The latter is unassailable, as the at-large Republican tars the smoking-ban proponents of the D.C. Council with their own argument. There is death all around us in the nation’s capital — death by tobacco, death by alcohol, death by promiscuous sex, death by an infinite number of unwise practices.
I type these words while munching from a fat-filled bag of potato chips. The bag should come with a skull-and-crossbones warning. Eating is dangerous stuff, as we have come to learn. Living, too.
Yes, council members, save us from ourselves. Be the nannies we so desperately want in our lives. Add a sin tax to a bag of potato chips, to a cheeseburger, to a box of pizza, to a dozen chicken wings, to a quart of ice cream and a block of cheddar cheese. Help us, please.
Mrs. Schwartz is in on the joke, of course, and although her smoking-ban compromise is unappealing, it was proposed in the context of political realities. So many human behaviors lead to a slow death that it is difficult to grasp the political worthiness of one and not all the others.
This is why Mrs. Schwartz — wink, wink — is willing to be the leading prohibitionist of our times, if only to point to the fallacy of a smoking ban.
And, rightly so, she also is concerned about our driving and sexual habits, some of which lead to a far quicker death than a wisp of smoke at the other end of a pub.
All Mrs. Schwartz is saying is give life a chance; if you want to fashion a nanny state, then be consistent. Check every last bad habit at the door of restaurants and bars.
Mrs. Schwartz says our city’s eating establishments and watering holes should be limited to serving “tea, sodas and milk,” with which I disagree.
Tea packs too much caffeine, sodas too much sugar, and milk, if it is whole milk, too much fat.
I think we all would be a lot healthier if we limited our beverage intake to lead-free water, orange juice, cranberry juice and pomegranate juice. So I am challenging the 13-member D.C. Council today to craft legislation that taxes those establishments that fail to meet a 25 percent, gross-receipts minimum of life-affirming juices.

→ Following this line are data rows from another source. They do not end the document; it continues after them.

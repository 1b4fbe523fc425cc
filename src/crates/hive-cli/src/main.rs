//! hive: validate and inspect agent graphs, manage checkpoints.
//!
//! Exit codes: 0 success, 1 unrecoverable failure, 2 configuration
//! validation failure.

use anyhow::Context;
use clap::{Parser, Subcommand};
use hive_checkpoint::{CheckpointStore, FsCheckpointStore};
use hive_core::GraphSpec;
use hive_runtime::RuntimeConfig;
use std::path::PathBuf;
use std::process::ExitCode;

const EXIT_FAILURE: u8 = 1;
const EXIT_CONFIG: u8 = 2;

#[derive(Parser)]
#[command(name = "hive", version, about = "Goal-driven agent graph runtime")]
struct Cli {
    #[command(subcommand)]
    command: Command,
}

#[derive(Subcommand)]
enum Command {
    /// Validate a graph spec and the runtime configuration.
    Validate {
        /// Path to the graph JSON file.
        graph: PathBuf,
        /// Also require production-only settings (credential key).
        #[arg(long)]
        production: bool,
    },
    /// Print a summary of a graph's nodes and edges.
    Show {
        /// Path to the graph JSON file.
        graph: PathBuf,
    },
    /// Inspect persisted checkpoints.
    #[command(subcommand)]
    Checkpoints(CheckpointCommand),
}

#[derive(Subcommand)]
enum CheckpointCommand {
    /// List checkpoints recorded for an execution.
    List {
        execution_id: String,
        /// Checkpoint root; defaults to HIVE_CHECKPOINT_ROOT.
        #[arg(long, env = "HIVE_CHECKPOINT_ROOT")]
        root: Option<PathBuf>,
    },
    /// Print one checkpoint as JSON.
    Show {
        execution_id: String,
        checkpoint_id: String,
        #[arg(long, env = "HIVE_CHECKPOINT_ROOT")]
        root: Option<PathBuf>,
    },
    /// Rebuild an execution's checkpoint index from its snapshots.
    Reconcile {
        execution_id: String,
        #[arg(long, env = "HIVE_CHECKPOINT_ROOT")]
        root: Option<PathBuf>,
    },
}

#[tokio::main]
async fn main() -> ExitCode {
    tracing_subscriber::fmt()
        .with_env_filter(
            tracing_subscriber::EnvFilter::try_from_default_env()
                .unwrap_or_else(|_| tracing_subscriber::EnvFilter::new("warn")),
        )
        .with_writer(std::io::stderr)
        .init();

    match run(Cli::parse()).await {
        Ok(code) => code,
        Err(e) => {
            eprintln!("error: {e:#}");
            ExitCode::from(EXIT_FAILURE)
        }
    }
}

async fn run(cli: Cli) -> anyhow::Result<ExitCode> {
    match cli.command {
        Command::Validate { graph, production } => validate(graph, production).await,
        Command::Show { graph } => show(graph),
        Command::Checkpoints(command) => checkpoints(command).await,
    }
}

async fn validate(path: PathBuf, production: bool) -> anyhow::Result<ExitCode> {
    let config = match RuntimeConfig::from_env().and_then(|c| c.validate(production).map(|_| c)) {
        Ok(config) => config,
        Err(e) => {
            eprintln!("configuration invalid: {e}");
            return Ok(ExitCode::from(EXIT_CONFIG));
        }
    };

    match GraphSpec::from_file(&path) {
        Ok(graph) => {
            println!(
                "ok: graph '{}' ({} nodes, {} edges, entry '{}')",
                graph.id,
                graph.nodes.len(),
                graph.edges.len(),
                graph.entry_node
            );
            println!(
                "checkpoint root: {}",
                config.checkpoint_root.display()
            );
            Ok(ExitCode::SUCCESS)
        }
        Err(e) => {
            eprintln!("graph invalid: {e}");
            Ok(ExitCode::from(EXIT_CONFIG))
        }
    }
}

fn show(path: PathBuf) -> anyhow::Result<ExitCode> {
    let graph = GraphSpec::from_file(&path)
        .with_context(|| format!("loading graph from {}", path.display()))?;

    println!("graph {} (goal {})", graph.id, graph.goal_id);
    println!("entry: {}", graph.entry_node);
    println!("terminals: {}", graph.terminal_nodes.join(", "));
    println!("nodes:");
    for node in &graph.nodes {
        let node_type = serde_json::to_value(node.node_type)?
            .as_str()
            .unwrap_or("?")
            .to_string();
        println!(
            "  {:<24} {:<12} in=[{}] out=[{}]",
            node.id,
            node_type,
            node.input_keys.join(","),
            node.output_keys.join(",")
        );
    }
    println!("edges:");
    for edge in &graph.edges {
        let condition: String = edge.condition.clone().into();
        let parallel = if edge.parallel { " [parallel]" } else { "" };
        println!(
            "  {:<12} {} -> {} when {}{}",
            edge.id, edge.source, edge.target, condition, parallel
        );
    }
    Ok(ExitCode::SUCCESS)
}

async fn checkpoints(command: CheckpointCommand) -> anyhow::Result<ExitCode> {
    let store_for = |root: Option<PathBuf>| -> anyhow::Result<FsCheckpointStore> {
        let root = match root {
            Some(root) => root,
            None => RuntimeConfig::from_env()
                .map(|c| c.checkpoint_root)
                .map_err(|e| anyhow::anyhow!("{e}"))?,
        };
        Ok(FsCheckpointStore::new(root))
    };

    match command {
        CheckpointCommand::List { execution_id, root } => {
            let store = store_for(root)?;
            let checkpoints = store.list_for(&execution_id).await?;
            if checkpoints.is_empty() {
                println!("no checkpoints for execution {execution_id}");
            }
            for summary in checkpoints {
                println!(
                    "{}  {}  resume at '{}'",
                    summary.id, summary.created_at, summary.resume_node
                );
            }
        }
        CheckpointCommand::Show {
            execution_id,
            checkpoint_id,
            root,
        } => {
            let store = store_for(root)?;
            let checkpoint = store.load(&execution_id, &checkpoint_id).await?;
            println!("{}", serde_json::to_string_pretty(&checkpoint)?);
        }
        CheckpointCommand::Reconcile { execution_id, root } => {
            let store = store_for(root)?;
            let count = store.reconcile(&execution_id).await?;
            println!("rebuilt index for {execution_id}: {count} checkpoints");
        }
    }
    Ok(ExitCode::SUCCESS)
}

Give Mrs. Schwartz credit. You want to ban smoking in the city because of health concerns? Then, by all means, we need to do better than that. We can be better than that.
Mrs. Schwartz has noticed all the people dropping in our midst from a lifetime of bad habits, from K Street to New York Avenue, from M Street to Connecticut Avenue, and she has decided that if her colleagues are headstrong in going down the slippery slope of government-imposed clean living, then let’s do it. Let’s rock.
While the D.C. Council members are hard at work trying to preserve life, perhaps they should hold a mandated Fetal Position Day, where we all stay at home curled up in a corner of the room with our nuts and berries and bottled water.
It is dangerous out there, it really is, and there are no guarantees in life, and if I were a member of the D.C. Council, I would want everyone to know that an apple a day keeps the doctor away.